Das war auch in anderen Konflikten so: Wenn die Weltöffentlichkeit sieht, dass es keine Lösung gibt und sich alles hinzieht, dann schwindet das Interesse schnell einmal. Man nimmt den Konflikt als nicht lösbar hin. Es ist für Journalisten aber auch schwierig, aus Syrien zu berichten. Eine solche Abstumpfung gibt es ja auch bei Afghanistan zu beobachten: Der Krieg tobt schon seit 2001, doch wer redet noch darüber?
Hinzu kommt im Falle von Syrien die grosse Komplexität des Konflikts.

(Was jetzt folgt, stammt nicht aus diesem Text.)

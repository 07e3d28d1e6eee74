mod engine;
mod error;
mod types;

pub use engine::Engine;
pub use error::{EngineError, Result};
pub use types::{BindMount, UnitId, UnitSpec};
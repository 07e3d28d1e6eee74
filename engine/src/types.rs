use std::fmt;
use std::path::PathBuf;

/// Everything needed to create an isolated unit.
pub struct UnitSpec<'a> {
    /// Image reference; assumed present on the host.
    pub image: &'a str,
    /// Exec-form command run inside the unit.
    pub command: &'a [String],
    /// Host directories mounted into the unit.
    pub binds: &'a [BindMount],
}

/// One host directory mounted into the unit, read-write.
#[derive(Debug, Clone, PartialEq, Eq)]
pub struct BindMount {
    pub host_path: PathBuf,
    pub guest_path: String,
}

/// Opaque backend-assigned handle to a created unit.
#[derive(Debug, Clone, PartialEq, Eq)]
pub struct UnitId(pub String);

impl UnitId {
    pub fn as_str(&self) -> &str {
        &self.0
    }
}

impl fmt::Display for UnitId {
    fn fmt(&self, f: &mut fmt::Formatter<'_>) -> fmt::Result {
        f.write_str(&self.0)
    }
}
//! In-process pub/sub channel carrying serialized envelopes.

use std::sync::Arc;

use tokio::sync::broadcast;
use tracing::warn;

use crate::envelope::{BusError, Envelope, encode};

/// Buffered payloads per subscriber before the oldest are dropped.
const CHANNEL_CAPACITY: usize = 64;

/// Handle to the shared channel. Clone is cheap; all clones publish into the
/// same stream.
#[derive(Clone)]
pub struct Bus {
    name: Arc<str>,
    tx: broadcast::Sender<Arc<str>>,
}

impl Bus {
    pub fn new(name: impl Into<String>) -> Self {
        let (tx, _) = broadcast::channel(CHANNEL_CAPACITY);
        Self {
            name: name.into().into(),
            tx,
        }
    }

    /// Channel name for this deployment.
    pub fn name(&self) -> &str {
        &self.name
    }

    /// Serialize and publish an envelope. Publishing with no live
    /// subscribers drops the payload silently.
    pub fn publish(&self, envelope: &Envelope) -> Result<(), BusError> {
        let payload: Arc<str> = encode(envelope)?.into();
        let _ = self.tx.send(payload);
        Ok(())
    }

    /// Open a new cursor over the stream. Only payloads published after this
    /// call are observed.
    pub fn subscribe(&self) -> Subscription {
        Subscription {
            channel: Arc::clone(&self.name),
            rx: self.tx.subscribe(),
        }
    }
}

/// A subscriber's cursor over the shared channel.
pub struct Subscription {
    channel: Arc<str>,
    rx: broadcast::Receiver<Arc<str>>,
}

impl Subscription {
    /// Receive the next payload in publish order. Returns `None` once every
    /// `Bus` handle has been dropped. A lagged subscriber skips the dropped
    /// payloads and keeps reading.
    pub async fn next(&mut self) -> Option<Arc<str>> {
        loop {
            match self.rx.recv().await {
                Ok(payload) => return Some(payload),
                Err(broadcast::error::RecvError::Lagged(skipped)) => {
                    warn!(channel = %self.channel, skipped, "subscriber lagged, messages dropped");
                }
                Err(broadcast::error::RecvError::Closed) => return None,
            }
        }
    }
}

#[cfg(test)]
mod tests {
    use super::*;
    use crate::envelope::decode;

    #[tokio::test]
    async fn subscriber_receives_published_envelope() {
        let bus = Bus::new("editor");
        let mut sub = bus.subscribe();

        bus.publish(&Envelope::edit("default", "x = 1")).unwrap();

        let payload = sub.next().await.unwrap();
        let env = decode(&payload).unwrap();
        assert_eq!(env.room, "default");
        assert_eq!(env.full_text.as_deref(), Some("x = 1"));
    }

    #[tokio::test]
    async fn publish_without_subscribers_is_ok() {
        let bus = Bus::new("editor");
        bus.publish(&Envelope::edit("default", "dropped")).unwrap();
    }

    #[tokio::test]
    async fn each_subscriber_gets_a_copy() {
        let bus = Bus::new("editor");
        let mut a = bus.subscribe();
        let mut b = bus.subscribe();

        bus.publish(&Envelope::edit("r", "hello")).unwrap();

        let pa = a.next().await.unwrap();
        let pb = b.next().await.unwrap();
        assert_eq!(pa, pb);
    }

    #[tokio::test]
    async fn publish_order_preserved_per_subscriber() {
        let bus = Bus::new("editor");
        let mut sub = bus.subscribe();

        for i in 0..5 {
            bus.publish(&Envelope::edit("r", format!("t{i}"))).unwrap();
        }

        for i in 0..5 {
            let payload = sub.next().await.unwrap();
            let env = decode(&payload).unwrap();
            assert_eq!(env.full_text.as_deref(), Some(format!("t{i}").as_str()));
        }
    }

    #[tokio::test]
    async fn next_returns_none_after_bus_dropped() {
        let bus = Bus::new("editor");
        let mut sub = bus.subscribe();
        drop(bus);
        assert!(sub.next().await.is_none());
    }

    #[tokio::test]
    async fn clones_share_the_stream() {
        let bus = Bus::new("editor");
        let publisher = bus.clone();
        let mut sub = bus.subscribe();

        publisher.publish(&Envelope::edit("r", "from clone")).unwrap();

        let payload = sub.next().await.unwrap();
        assert!(payload.contains("from clone"));
    }
}
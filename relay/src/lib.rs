//! Room-scoped live editing relay with sandboxed code execution.
//!
//! Clients join a room over two WebSocket endpoints: frames written to
//! `/submit/{room}` are republished to every socket registered on
//! `/receive/{room}`, so everyone in a room sees everyone else's edits. A
//! frame marked as a run request is executed first: the submitted source is
//! persisted to a throwaway workspace, run inside an ephemeral engine unit,
//! and the rebroadcast envelope carries the captured output in place of the
//! source text.
//!
//! # Example
//! ```no_run
//! # async fn example() -> Result<(), relay::RelayError> {
//! use std::sync::Arc;
//!
//! use engine_docker::DockerEngine;
//! use relay::RelayConfig;
//!
//! let config = RelayConfig::default();
//! let engine = Arc::new(DockerEngine::connect()?);
//! let listener = tokio::net::TcpListener::bind(config.listen).await?;
//! let (_shutdown, shutdown_rx) = tokio::sync::watch::channel(false);
//!
//! relay::serve(config, engine, listener, shutdown_rx).await?;
//! # Ok(())
//! # }
//! ```

pub mod config;
pub mod languages;

mod broadcast;
mod connection;
mod dispatch;
mod error;
mod rooms;
mod router;
mod serve;
mod ws;

pub use config::{PollingConfig, RelayConfig};
pub use error::{RelayError, RelayResult};
pub use serve::serve;
//! Language table: which image runs a submission, and how.
//!
//! The dispatcher treats this as pure data. Adding a language means adding an
//! entry here (or in the config file), never touching dispatch logic.

use std::collections::HashMap;

use serde::{Deserialize, Serialize};

/// Guest path the per-run workspace is mounted at.
pub(crate) const GUEST_CODE_DIR: &str = "/mnt/code";

/// How one language is executed inside an engine unit.
#[derive(Debug, Clone, PartialEq, Eq, Serialize, Deserialize)]
pub struct LanguageSpec {
    /// Image the unit is created from; assumed present on the host.
    pub image: String,
    /// Exec-form command template. Every occurrence of `{runfile}` expands
    /// to the persisted source file name.
    pub run: Vec<String>,
    /// Extension given to the persisted source file.
    pub ext: String,
}

impl LanguageSpec {
    /// Expand the command template for a concrete run file.
    pub fn command_for(&self, runfile: &str) -> Vec<String> {
        self.run
            .iter()
            .map(|part| part.replace("{runfile}", runfile))
            .collect()
    }
}

/// Supported languages, keyed by the `language` field of run requests.
/// Lookups are case-sensitive.
#[derive(Debug, Clone)]
pub struct LanguageRegistry {
    entries: HashMap<String, LanguageSpec>,
}

impl LanguageRegistry {
    /// The built-in table.
    pub fn defaults() -> Self {
        let mut entries = HashMap::new();
        entries.insert(
            "Python".to_string(),
            spec("python:3.12-alpine", &["python3", "/mnt/code/{runfile}"], "py"),
        );
        entries.insert(
            "PHP".to_string(),
            spec("php:8.3-cli-alpine", &["php", "/mnt/code/{runfile}"], "php"),
        );
        entries.insert(
            "Perl".to_string(),
            spec("perl:5.40-slim", &["perl", "/mnt/code/{runfile}"], "pl"),
        );
        // Compiled entry point is fixed: the submitted class must be `Main`.
        entries.insert(
            "Java".to_string(),
            spec(
                "eclipse-temurin:21-jdk-alpine",
                &["/bin/sh", "-c", "cd /mnt/code && javac {runfile} && java Main"],
                "java",
            ),
        );
        entries.insert(
            "Ruby".to_string(),
            spec("ruby:3.3-alpine", &["ruby", "/mnt/code/{runfile}"], "rb"),
        );
        entries.insert(
            "JavaScript".to_string(),
            spec("node:22-alpine", &["node", "/mnt/code/{runfile}"], "js"),
        );
        Self { entries }
    }

    /// Merge config-file entries over the built-ins. An override with a known
    /// name replaces that entry; an unknown name adds a new language.
    pub fn apply_overrides(&mut self, overrides: &HashMap<String, LanguageSpec>) {
        for (name, language) in overrides {
            self.entries.insert(name.clone(), language.clone());
        }
    }

    pub fn get(&self, language: &str) -> Option<&LanguageSpec> {
        self.entries.get(language)
    }

    /// Sorted names, for startup logging.
    pub fn names(&self) -> Vec<&str> {
        let mut names: Vec<&str> = self.entries.keys().map(String::as_str).collect();
        names.sort_unstable();
        names
    }
}

fn spec(image: &str, run: &[&str], ext: &str) -> LanguageSpec {
    LanguageSpec {
        image: image.to_string(),
        run: run.iter().map(|part| (*part).to_string()).collect(),
        ext: ext.to_string(),
    }
}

Genau, ein Schwarz-Weiss-Schema funktioniert in Bezug auf Syrien einfach nicht. Ich mache mal einen Vergleich: Den Syrienkonflikt kann man sich als ein dreistöckiges Haus vorstellen. Im Parterre herrscht ein Bürgerkrieg. Im ersten Stock bekämpfen sich Regionalmächte. Und im obersten Stock steht der Konflikt zwischen den USA und Russland. So kann man sich die schwierige Gemengelage vorstellen.
Die UNO startet nun eine weitere Runde von Friedensverhandlungen. Was müsste sich ändern, damit diese endlich vom Fleck kommen?
Auf dem politischen Parkett sehe ich leider keinen Hoffnungsschimmer. Es gab immer wieder solche Versuche, in denen auch Türken oder Russen mit am Tisch sassen. Doch die haben ja komplett unterschiedliche Interessen.
Wer hätte denn überhaupt die Möglichkeit, ein Ende des Konflikts herbeizuführen?
Das wäre in der Theorie ganz einfach: Wenn alle ausländischen Kräfte damit aufhören würden, Waffen und Geld nach Syrien zu liefern, dann würde der Konflikt aufhören – innerhalb weniger Monate. Aber das wird nicht passieren.
Das heisst: Es gibt keinen Grund für Optimismus.
Wir müssen uns darauf einstellen, dass die Situation für relativ lange Zeit so bleiben wird, wie sie aktuell ist. Leider.